> Task instructions: Across all the entries below, count each line that holds "synthesis" and report the figure only.
*** Opening Stored data ***
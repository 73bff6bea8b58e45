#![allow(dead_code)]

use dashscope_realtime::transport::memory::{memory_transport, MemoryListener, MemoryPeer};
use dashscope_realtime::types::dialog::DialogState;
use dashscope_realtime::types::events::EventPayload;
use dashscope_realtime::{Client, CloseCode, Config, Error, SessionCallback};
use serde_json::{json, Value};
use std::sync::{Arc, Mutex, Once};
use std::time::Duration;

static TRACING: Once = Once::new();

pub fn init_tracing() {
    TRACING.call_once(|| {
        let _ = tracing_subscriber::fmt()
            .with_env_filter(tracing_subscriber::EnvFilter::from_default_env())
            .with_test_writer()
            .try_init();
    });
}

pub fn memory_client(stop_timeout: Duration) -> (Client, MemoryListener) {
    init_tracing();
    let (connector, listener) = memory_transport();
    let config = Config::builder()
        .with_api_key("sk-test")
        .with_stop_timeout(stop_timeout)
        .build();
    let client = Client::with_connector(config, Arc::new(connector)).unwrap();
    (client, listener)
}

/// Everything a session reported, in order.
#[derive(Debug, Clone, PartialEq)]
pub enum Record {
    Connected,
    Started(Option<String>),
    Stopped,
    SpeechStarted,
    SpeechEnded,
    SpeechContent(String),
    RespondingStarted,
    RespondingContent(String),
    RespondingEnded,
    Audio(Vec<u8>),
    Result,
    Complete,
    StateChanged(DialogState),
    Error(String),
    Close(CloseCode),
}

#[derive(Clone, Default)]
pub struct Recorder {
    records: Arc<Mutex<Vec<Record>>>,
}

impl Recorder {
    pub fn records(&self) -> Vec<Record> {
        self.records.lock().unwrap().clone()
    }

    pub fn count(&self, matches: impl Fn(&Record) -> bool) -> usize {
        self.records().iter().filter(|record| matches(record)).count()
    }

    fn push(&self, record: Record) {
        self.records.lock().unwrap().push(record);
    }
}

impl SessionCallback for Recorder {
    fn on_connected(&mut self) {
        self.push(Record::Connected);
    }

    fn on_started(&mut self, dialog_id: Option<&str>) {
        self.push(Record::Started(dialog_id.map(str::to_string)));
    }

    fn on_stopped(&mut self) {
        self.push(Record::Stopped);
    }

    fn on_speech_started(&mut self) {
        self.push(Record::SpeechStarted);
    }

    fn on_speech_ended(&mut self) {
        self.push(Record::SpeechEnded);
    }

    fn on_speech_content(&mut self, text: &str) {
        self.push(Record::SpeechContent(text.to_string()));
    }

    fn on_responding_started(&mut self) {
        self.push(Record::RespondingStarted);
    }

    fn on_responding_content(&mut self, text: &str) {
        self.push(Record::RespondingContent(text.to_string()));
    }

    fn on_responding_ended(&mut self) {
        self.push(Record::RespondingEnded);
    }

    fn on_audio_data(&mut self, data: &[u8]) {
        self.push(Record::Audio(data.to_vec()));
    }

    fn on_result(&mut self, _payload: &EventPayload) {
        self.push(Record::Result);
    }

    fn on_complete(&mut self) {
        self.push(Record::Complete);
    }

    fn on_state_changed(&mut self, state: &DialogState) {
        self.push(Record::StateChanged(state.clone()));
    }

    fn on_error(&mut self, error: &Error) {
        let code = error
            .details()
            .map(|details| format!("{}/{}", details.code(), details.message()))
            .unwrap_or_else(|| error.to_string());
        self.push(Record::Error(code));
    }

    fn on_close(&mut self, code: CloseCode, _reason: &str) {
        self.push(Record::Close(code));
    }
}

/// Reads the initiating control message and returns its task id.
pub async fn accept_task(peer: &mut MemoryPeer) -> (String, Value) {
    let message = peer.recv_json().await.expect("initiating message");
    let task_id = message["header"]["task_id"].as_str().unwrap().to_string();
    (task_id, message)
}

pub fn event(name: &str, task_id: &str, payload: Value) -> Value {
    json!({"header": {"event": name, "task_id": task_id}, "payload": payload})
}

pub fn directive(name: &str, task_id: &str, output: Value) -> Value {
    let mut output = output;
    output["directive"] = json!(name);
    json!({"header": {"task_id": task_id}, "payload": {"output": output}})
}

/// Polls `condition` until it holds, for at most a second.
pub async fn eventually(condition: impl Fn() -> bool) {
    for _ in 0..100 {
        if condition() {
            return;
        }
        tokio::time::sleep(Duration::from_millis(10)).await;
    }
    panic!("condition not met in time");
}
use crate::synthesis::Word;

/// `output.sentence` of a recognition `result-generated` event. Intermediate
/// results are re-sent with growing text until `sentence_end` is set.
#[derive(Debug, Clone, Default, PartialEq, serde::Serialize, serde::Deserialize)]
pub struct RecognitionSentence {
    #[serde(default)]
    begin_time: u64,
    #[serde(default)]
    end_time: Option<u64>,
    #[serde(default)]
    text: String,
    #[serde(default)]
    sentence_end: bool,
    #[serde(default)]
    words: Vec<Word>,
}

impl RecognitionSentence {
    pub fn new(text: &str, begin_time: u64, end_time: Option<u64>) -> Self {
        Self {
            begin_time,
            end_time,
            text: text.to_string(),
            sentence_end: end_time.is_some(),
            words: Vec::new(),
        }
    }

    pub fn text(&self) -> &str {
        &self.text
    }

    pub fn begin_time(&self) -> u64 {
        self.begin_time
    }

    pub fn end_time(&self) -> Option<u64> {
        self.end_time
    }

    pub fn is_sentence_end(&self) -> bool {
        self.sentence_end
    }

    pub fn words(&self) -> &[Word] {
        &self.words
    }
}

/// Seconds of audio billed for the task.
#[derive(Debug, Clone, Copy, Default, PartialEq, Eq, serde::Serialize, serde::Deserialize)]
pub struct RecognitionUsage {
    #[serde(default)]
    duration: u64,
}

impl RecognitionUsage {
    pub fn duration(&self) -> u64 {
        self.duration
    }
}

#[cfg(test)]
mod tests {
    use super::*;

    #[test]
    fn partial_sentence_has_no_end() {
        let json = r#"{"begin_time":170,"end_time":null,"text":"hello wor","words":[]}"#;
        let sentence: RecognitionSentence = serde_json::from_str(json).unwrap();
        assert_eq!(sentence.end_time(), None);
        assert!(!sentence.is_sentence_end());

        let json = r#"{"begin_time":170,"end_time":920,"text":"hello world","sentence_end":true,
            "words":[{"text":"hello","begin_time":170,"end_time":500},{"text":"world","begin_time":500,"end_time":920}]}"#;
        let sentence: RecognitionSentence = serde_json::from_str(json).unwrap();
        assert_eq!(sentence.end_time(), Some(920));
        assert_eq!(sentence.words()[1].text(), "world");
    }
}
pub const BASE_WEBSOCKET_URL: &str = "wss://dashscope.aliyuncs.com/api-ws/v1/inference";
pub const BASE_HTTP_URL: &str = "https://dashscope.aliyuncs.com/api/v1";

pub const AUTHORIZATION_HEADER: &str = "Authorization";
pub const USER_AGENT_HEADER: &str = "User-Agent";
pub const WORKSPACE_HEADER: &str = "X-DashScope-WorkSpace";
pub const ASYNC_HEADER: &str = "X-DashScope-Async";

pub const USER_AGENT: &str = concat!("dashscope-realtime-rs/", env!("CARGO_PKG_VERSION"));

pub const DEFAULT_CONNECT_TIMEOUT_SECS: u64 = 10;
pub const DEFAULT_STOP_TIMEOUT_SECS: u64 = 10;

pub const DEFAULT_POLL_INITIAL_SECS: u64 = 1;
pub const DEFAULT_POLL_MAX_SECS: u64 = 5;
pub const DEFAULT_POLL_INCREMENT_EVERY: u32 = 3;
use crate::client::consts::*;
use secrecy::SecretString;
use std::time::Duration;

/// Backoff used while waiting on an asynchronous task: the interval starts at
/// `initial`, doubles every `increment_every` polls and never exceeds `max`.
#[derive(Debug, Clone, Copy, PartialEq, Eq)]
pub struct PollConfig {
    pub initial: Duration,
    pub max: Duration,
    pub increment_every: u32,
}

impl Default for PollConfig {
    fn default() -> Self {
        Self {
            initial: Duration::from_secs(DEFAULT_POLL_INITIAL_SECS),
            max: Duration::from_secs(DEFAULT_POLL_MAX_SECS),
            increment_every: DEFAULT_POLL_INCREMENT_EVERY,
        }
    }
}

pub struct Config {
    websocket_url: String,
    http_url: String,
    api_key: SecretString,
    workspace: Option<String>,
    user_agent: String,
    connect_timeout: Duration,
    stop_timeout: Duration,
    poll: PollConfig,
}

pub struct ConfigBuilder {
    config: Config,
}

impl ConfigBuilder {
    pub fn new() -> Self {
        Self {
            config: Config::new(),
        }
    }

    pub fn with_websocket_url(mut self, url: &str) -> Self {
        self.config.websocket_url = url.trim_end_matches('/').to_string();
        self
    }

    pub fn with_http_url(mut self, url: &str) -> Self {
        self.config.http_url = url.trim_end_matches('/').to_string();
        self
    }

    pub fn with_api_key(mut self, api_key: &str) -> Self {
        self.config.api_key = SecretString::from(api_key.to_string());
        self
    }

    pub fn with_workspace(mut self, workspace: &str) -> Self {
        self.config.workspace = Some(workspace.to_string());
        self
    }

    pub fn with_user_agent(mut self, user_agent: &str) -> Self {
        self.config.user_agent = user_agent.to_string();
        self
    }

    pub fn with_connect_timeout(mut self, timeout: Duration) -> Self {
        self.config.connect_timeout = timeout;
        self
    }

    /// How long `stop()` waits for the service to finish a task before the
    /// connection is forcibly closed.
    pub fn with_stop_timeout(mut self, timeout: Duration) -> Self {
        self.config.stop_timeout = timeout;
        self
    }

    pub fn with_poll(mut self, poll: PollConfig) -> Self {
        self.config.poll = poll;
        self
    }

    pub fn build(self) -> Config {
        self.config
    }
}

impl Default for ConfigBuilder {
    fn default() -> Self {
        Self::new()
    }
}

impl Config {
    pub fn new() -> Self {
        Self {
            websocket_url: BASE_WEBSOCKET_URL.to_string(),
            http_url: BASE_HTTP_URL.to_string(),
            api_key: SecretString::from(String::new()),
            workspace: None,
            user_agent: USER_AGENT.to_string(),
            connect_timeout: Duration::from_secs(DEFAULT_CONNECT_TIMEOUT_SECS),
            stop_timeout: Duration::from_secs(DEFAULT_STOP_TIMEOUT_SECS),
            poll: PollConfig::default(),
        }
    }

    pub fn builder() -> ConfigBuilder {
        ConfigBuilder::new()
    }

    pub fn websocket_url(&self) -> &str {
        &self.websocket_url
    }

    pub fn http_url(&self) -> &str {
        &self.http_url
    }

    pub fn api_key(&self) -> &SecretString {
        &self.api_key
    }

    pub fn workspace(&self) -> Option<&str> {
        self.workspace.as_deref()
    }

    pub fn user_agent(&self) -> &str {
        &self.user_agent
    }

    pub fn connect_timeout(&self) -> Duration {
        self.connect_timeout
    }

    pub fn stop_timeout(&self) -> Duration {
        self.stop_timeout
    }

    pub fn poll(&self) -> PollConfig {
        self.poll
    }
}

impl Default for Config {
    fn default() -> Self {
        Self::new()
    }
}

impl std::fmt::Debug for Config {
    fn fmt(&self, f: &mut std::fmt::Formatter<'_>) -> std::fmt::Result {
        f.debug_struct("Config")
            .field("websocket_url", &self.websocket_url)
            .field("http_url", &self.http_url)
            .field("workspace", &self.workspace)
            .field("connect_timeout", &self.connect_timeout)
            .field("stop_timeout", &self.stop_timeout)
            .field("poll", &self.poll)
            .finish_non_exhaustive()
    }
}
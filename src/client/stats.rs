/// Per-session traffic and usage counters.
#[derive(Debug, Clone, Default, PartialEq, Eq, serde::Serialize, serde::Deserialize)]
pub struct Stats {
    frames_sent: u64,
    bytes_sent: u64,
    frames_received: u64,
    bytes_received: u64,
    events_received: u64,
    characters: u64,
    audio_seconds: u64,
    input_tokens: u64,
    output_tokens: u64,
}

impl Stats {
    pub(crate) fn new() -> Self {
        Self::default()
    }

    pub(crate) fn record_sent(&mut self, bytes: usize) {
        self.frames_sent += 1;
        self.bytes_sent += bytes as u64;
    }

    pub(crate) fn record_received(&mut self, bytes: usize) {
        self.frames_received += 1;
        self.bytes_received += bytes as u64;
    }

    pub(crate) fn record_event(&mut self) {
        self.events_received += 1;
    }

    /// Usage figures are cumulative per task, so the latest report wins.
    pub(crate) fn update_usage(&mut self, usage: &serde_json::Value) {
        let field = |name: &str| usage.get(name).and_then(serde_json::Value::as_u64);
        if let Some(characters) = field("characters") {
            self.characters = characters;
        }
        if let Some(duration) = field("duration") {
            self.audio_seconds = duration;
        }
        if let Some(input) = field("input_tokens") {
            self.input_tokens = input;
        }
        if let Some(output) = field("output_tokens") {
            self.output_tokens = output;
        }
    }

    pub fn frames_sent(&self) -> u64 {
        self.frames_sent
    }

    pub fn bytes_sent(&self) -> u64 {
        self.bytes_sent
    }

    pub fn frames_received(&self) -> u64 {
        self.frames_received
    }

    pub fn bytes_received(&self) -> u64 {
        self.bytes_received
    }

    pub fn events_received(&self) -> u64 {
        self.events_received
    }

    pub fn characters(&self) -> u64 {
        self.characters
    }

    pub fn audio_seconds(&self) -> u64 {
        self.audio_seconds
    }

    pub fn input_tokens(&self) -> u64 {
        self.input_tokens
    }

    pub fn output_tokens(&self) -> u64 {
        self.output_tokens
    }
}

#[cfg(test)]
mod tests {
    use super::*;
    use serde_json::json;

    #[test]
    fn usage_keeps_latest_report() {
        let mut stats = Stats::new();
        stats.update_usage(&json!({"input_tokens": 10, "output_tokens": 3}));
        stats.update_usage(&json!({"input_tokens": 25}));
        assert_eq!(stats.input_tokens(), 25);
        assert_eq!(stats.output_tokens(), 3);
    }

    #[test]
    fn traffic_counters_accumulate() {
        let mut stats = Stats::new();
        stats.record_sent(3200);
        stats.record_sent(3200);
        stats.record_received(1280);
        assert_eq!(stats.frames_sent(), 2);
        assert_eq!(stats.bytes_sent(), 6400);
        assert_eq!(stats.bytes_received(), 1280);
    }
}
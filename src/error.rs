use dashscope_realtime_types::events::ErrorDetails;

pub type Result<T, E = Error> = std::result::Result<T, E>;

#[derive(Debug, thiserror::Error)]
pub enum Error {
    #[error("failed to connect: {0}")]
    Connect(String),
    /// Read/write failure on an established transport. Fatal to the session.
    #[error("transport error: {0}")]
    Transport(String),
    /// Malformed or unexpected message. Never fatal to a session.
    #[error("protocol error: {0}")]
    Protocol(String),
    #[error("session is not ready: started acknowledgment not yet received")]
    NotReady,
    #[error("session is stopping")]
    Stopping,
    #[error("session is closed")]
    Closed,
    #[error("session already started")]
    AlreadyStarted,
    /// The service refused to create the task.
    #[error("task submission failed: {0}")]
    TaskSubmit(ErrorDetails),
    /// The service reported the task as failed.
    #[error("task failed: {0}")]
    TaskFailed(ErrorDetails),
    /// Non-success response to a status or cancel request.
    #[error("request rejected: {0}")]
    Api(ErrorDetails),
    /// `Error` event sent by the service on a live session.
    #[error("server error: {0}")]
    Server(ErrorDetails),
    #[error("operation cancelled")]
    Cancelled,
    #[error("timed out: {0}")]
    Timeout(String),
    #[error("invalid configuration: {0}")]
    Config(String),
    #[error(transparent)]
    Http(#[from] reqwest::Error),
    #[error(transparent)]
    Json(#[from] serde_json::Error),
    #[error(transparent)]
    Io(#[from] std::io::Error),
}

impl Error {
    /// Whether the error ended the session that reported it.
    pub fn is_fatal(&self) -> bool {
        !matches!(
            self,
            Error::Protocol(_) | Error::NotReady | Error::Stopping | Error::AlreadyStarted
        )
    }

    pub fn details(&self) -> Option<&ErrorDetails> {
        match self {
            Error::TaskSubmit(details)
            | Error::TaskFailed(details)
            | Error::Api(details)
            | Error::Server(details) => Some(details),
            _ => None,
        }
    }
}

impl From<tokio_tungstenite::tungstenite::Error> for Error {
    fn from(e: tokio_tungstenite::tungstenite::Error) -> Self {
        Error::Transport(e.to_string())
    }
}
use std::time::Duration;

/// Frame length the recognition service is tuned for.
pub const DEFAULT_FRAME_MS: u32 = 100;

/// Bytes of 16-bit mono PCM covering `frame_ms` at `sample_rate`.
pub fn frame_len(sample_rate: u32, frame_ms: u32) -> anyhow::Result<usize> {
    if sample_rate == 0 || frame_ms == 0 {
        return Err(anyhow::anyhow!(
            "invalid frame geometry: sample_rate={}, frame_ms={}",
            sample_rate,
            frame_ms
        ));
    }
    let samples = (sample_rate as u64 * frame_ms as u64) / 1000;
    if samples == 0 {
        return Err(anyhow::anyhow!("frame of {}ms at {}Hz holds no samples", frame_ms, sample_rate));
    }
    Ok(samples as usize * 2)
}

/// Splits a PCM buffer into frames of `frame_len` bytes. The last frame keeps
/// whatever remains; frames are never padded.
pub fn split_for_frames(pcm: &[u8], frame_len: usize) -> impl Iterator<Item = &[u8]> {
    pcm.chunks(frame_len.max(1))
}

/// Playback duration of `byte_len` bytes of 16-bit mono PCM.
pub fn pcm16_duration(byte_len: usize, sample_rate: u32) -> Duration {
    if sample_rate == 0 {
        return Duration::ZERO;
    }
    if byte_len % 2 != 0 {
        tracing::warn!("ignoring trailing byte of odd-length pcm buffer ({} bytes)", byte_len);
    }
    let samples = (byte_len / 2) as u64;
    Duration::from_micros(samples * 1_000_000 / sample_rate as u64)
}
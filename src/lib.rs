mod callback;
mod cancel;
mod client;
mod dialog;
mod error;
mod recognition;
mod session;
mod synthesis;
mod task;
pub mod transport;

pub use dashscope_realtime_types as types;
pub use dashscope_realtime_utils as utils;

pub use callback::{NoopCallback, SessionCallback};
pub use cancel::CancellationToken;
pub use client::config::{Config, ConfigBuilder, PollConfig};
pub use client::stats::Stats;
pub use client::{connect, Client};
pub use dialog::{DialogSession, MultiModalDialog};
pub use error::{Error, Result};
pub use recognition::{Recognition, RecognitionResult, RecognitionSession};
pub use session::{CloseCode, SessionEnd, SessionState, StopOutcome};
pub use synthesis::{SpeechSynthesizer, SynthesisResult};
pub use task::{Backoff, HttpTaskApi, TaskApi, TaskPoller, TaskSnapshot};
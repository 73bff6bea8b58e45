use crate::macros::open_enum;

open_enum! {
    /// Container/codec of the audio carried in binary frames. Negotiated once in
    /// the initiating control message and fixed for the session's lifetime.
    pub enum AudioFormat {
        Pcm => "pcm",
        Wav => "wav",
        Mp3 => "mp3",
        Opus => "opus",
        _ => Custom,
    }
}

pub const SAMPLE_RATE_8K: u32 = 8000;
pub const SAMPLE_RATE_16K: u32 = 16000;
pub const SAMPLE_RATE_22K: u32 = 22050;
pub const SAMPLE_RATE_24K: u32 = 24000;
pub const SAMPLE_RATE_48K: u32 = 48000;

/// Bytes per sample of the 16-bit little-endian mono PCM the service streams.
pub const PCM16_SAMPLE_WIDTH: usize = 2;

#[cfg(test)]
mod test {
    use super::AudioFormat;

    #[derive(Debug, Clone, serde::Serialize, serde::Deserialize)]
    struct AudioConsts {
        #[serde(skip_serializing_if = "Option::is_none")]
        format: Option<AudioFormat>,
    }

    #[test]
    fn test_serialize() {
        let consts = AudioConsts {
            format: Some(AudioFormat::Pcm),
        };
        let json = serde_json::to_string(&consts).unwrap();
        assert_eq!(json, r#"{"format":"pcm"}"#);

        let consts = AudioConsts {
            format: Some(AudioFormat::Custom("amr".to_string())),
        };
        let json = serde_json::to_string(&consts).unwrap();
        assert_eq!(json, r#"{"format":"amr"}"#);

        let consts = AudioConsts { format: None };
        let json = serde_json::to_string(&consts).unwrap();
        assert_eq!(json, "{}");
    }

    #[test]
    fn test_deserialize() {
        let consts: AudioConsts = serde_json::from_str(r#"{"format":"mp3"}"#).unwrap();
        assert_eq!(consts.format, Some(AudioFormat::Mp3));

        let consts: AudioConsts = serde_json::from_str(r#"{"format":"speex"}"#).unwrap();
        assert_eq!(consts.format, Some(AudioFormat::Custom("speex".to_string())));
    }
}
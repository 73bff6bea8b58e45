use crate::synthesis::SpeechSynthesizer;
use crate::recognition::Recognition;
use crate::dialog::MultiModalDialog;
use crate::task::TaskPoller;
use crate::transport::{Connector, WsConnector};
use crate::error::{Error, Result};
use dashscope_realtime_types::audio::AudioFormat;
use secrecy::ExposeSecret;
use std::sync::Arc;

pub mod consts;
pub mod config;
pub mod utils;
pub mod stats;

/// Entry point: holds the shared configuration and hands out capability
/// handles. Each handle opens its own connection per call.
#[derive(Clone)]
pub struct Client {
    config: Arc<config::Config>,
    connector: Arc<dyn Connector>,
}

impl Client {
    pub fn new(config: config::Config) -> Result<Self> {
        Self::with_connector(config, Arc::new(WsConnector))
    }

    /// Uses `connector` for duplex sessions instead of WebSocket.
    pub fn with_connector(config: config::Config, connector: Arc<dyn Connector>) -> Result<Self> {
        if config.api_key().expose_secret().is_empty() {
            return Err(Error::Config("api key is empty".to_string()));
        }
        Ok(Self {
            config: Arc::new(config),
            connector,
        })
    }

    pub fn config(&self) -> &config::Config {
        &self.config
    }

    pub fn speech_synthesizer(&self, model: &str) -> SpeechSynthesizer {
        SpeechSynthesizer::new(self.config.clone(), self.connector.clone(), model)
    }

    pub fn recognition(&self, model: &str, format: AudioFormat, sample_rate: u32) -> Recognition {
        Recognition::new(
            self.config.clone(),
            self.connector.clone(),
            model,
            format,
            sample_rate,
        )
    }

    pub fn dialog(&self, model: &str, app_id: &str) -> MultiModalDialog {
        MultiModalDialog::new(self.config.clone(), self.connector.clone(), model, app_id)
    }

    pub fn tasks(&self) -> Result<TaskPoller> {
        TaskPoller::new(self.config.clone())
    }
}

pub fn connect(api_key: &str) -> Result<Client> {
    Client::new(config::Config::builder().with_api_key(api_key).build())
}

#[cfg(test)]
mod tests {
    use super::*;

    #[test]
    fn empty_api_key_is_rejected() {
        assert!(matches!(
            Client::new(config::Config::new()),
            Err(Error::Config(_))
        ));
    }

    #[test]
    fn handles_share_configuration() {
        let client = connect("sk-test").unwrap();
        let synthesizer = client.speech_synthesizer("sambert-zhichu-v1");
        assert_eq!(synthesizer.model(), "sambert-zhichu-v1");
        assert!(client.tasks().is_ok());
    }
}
*** Closing Stored data ***
> Exercise response: 4